— Task goal —
Copy out each line of the material in which the word "SubmissionOutcome" can be found.

__________________________________________________

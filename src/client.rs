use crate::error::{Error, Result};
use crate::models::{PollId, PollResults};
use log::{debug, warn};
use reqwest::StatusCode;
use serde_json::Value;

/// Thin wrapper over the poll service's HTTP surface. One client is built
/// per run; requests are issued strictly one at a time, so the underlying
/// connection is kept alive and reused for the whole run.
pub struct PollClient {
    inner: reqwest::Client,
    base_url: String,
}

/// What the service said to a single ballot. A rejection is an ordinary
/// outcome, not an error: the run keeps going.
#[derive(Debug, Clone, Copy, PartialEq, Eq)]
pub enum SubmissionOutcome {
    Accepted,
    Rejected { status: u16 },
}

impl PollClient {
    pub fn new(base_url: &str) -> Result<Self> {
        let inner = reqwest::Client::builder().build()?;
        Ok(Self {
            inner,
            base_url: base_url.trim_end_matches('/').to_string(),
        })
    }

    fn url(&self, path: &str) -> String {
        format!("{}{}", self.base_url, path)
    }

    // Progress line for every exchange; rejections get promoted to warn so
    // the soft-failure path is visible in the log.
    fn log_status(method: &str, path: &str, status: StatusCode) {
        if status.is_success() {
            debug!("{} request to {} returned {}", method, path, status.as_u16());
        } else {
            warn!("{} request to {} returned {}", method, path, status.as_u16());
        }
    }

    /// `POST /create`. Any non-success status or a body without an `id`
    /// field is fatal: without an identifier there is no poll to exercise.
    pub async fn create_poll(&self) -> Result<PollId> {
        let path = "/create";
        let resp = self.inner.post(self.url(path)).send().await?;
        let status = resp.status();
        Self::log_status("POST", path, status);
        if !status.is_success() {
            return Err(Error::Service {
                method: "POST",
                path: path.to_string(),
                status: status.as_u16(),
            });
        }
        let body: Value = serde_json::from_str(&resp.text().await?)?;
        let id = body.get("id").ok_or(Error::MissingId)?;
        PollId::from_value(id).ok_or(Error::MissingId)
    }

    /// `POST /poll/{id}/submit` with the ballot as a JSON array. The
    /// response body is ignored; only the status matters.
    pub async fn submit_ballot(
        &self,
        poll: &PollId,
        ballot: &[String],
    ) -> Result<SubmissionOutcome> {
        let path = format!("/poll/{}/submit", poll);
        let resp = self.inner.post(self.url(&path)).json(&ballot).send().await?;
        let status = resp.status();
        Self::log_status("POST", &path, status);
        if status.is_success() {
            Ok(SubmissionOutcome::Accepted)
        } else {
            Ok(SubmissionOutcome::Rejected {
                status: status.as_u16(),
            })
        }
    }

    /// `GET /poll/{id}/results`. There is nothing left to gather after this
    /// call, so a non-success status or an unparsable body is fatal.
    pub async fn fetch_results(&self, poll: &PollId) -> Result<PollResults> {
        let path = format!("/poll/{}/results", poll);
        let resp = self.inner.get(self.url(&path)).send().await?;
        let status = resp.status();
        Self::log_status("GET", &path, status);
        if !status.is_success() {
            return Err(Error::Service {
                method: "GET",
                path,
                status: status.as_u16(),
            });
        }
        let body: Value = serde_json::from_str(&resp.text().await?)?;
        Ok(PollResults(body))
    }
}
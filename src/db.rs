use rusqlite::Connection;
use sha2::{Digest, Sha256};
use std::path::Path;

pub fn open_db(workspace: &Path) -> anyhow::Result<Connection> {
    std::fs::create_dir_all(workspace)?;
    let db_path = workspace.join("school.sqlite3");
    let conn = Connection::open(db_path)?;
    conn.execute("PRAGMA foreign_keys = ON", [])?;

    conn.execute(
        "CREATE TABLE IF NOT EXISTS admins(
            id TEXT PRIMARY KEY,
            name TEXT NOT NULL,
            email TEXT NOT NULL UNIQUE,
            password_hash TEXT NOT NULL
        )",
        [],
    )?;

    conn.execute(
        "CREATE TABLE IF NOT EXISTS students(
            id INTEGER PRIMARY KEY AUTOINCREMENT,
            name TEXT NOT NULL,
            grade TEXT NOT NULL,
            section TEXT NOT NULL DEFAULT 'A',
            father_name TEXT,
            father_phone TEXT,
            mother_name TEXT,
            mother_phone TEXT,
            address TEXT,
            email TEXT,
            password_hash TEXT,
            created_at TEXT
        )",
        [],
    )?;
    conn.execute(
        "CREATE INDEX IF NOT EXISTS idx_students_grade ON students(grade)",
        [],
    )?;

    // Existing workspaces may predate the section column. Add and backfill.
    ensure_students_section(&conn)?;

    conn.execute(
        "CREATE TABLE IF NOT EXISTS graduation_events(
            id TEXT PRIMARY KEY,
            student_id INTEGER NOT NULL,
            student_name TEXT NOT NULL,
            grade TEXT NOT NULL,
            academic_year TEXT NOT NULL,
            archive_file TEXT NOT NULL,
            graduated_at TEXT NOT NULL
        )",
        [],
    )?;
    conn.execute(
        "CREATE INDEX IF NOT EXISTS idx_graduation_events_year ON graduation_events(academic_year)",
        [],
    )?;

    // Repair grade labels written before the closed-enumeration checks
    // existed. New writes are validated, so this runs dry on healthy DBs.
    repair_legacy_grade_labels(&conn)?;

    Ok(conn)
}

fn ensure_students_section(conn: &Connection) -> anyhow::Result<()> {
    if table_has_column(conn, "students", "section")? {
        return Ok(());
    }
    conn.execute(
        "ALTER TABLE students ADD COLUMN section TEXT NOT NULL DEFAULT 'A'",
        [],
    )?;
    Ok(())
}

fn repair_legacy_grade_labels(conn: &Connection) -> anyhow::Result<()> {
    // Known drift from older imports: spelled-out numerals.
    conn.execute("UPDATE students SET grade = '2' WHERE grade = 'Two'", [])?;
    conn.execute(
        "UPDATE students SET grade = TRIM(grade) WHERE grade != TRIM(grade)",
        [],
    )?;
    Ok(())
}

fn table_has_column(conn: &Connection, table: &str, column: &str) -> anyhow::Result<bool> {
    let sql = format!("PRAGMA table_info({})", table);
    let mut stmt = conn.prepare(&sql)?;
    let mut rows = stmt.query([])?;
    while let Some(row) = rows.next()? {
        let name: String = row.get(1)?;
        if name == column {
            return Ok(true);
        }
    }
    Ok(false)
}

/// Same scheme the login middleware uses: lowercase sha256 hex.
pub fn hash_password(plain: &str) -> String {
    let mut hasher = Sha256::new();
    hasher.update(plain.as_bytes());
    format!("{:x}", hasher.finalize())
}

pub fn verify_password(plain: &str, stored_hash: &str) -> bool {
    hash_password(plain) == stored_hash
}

__________________________________________________

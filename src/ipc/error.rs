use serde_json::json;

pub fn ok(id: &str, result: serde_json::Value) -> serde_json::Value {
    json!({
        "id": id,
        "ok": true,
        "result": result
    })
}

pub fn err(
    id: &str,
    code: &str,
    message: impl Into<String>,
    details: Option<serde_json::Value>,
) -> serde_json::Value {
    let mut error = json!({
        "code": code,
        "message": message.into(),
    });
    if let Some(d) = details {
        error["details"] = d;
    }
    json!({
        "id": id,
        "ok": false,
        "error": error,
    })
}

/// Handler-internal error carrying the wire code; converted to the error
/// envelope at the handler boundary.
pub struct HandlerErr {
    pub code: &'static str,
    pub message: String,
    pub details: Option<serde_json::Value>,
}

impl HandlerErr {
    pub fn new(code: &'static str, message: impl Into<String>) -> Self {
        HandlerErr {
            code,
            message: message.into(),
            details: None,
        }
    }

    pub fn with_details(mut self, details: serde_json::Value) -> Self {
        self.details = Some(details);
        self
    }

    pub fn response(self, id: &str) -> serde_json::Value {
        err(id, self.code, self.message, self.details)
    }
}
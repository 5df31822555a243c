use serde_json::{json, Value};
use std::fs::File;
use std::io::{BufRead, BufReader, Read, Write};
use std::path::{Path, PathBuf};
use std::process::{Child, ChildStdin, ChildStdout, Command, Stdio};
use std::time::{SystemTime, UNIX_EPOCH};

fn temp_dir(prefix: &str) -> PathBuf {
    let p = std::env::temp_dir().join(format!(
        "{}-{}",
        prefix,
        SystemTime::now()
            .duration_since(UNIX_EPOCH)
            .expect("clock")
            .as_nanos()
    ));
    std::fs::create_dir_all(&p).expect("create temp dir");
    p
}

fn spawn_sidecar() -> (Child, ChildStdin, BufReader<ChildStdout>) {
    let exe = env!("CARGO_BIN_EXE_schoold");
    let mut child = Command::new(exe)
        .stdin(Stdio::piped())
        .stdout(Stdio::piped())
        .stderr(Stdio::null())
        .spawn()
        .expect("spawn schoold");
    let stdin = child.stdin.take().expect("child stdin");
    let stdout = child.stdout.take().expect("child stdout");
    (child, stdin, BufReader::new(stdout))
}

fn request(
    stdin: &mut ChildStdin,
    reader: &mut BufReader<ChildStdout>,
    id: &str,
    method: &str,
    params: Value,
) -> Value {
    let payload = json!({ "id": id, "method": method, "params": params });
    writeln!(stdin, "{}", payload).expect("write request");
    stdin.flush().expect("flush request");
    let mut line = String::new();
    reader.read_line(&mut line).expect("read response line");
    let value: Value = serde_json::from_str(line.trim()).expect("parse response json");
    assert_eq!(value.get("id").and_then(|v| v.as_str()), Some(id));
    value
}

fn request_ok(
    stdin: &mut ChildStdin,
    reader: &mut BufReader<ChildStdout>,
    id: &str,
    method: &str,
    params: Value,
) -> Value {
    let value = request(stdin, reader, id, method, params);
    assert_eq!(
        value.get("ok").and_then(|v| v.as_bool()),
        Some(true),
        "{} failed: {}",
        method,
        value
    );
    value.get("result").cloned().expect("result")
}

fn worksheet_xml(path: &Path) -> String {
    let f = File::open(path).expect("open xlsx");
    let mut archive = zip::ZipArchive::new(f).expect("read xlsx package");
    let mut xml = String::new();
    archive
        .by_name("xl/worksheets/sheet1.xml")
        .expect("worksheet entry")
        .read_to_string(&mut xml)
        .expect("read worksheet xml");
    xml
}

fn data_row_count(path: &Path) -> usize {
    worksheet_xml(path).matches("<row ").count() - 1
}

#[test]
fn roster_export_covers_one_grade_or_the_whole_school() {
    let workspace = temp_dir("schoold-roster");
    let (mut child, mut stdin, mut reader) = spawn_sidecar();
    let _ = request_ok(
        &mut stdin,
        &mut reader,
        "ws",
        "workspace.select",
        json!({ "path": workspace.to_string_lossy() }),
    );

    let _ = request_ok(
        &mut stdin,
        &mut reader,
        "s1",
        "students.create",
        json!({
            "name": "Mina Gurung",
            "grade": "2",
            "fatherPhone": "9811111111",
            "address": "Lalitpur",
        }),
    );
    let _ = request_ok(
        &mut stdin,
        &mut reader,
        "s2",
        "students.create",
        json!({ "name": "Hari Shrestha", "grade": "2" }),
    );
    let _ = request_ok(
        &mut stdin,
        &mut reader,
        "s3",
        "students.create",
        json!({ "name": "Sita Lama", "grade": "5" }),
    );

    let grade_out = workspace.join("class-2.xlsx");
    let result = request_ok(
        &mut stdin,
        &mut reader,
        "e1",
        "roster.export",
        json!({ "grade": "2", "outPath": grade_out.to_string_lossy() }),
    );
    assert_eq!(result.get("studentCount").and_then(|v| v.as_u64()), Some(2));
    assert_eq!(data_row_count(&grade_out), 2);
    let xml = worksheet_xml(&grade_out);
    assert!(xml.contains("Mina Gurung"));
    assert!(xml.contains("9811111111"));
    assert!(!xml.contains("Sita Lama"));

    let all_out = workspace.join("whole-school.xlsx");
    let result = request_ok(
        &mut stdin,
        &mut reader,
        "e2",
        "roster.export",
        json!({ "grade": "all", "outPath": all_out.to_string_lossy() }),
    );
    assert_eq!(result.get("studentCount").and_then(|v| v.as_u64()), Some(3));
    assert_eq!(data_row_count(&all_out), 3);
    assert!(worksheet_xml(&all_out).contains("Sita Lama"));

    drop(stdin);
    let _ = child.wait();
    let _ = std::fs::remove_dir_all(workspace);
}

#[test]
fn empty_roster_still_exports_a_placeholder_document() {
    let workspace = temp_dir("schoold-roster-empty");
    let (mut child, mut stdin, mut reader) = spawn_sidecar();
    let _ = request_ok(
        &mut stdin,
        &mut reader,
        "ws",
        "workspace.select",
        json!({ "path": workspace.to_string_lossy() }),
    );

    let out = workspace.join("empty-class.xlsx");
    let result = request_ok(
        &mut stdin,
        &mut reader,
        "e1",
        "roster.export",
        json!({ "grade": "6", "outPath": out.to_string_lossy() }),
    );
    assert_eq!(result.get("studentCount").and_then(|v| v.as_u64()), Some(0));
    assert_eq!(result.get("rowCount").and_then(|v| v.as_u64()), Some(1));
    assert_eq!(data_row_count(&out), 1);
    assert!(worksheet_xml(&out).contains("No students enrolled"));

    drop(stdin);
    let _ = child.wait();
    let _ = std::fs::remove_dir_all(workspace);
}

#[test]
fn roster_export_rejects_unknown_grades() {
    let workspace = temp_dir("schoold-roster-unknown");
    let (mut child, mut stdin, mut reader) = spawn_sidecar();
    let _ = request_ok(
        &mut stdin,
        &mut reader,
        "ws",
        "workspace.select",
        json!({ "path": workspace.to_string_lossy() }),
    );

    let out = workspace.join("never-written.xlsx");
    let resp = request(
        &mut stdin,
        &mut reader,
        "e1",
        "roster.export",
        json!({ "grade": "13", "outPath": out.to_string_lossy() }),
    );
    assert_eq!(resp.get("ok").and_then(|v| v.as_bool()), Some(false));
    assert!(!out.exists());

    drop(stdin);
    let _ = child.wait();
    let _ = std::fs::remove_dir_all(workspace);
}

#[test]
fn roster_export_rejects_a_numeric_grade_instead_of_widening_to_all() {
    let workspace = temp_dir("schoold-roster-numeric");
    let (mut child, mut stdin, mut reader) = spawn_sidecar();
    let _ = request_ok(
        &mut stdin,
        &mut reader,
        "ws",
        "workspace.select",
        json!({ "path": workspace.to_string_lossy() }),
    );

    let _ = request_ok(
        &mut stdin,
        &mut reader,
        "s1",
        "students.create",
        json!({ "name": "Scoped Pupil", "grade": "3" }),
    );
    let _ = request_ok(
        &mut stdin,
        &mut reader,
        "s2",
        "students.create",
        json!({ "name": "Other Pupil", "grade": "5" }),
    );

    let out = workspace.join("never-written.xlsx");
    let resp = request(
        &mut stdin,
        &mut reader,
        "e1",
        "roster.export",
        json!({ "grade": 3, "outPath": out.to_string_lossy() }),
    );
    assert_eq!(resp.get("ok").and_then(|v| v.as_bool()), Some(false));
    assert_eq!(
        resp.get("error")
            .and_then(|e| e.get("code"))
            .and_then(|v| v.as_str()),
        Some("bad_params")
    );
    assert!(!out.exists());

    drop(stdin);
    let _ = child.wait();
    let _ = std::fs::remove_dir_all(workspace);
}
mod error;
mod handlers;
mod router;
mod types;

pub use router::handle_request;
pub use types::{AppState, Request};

__________________________________________________

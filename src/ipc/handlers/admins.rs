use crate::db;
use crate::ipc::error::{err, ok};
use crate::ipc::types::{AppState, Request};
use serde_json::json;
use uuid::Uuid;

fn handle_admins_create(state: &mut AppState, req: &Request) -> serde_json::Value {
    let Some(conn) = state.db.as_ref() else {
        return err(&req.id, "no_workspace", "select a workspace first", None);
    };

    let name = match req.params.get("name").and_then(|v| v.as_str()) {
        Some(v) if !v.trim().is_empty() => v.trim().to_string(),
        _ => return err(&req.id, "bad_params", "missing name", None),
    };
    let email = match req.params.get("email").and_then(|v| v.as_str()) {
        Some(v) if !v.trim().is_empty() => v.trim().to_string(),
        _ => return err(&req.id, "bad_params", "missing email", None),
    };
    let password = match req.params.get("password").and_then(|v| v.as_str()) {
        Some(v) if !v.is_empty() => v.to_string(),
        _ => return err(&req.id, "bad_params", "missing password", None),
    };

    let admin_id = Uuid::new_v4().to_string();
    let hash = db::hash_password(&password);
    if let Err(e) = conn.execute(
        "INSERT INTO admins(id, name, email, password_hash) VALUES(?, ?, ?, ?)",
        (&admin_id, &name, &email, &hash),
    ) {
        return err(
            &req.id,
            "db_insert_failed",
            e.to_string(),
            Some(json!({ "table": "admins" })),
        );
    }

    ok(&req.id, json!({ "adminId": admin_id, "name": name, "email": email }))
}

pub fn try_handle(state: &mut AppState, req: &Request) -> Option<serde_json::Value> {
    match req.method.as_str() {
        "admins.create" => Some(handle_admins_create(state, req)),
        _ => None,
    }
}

__________________________________________________

— Answer —
pub enum SubmissionOutcome {
    ) -> Result<SubmissionOutcome> {
            Ok(SubmissionOutcome::Accepted)
            Ok(SubmissionOutcome::Rejected {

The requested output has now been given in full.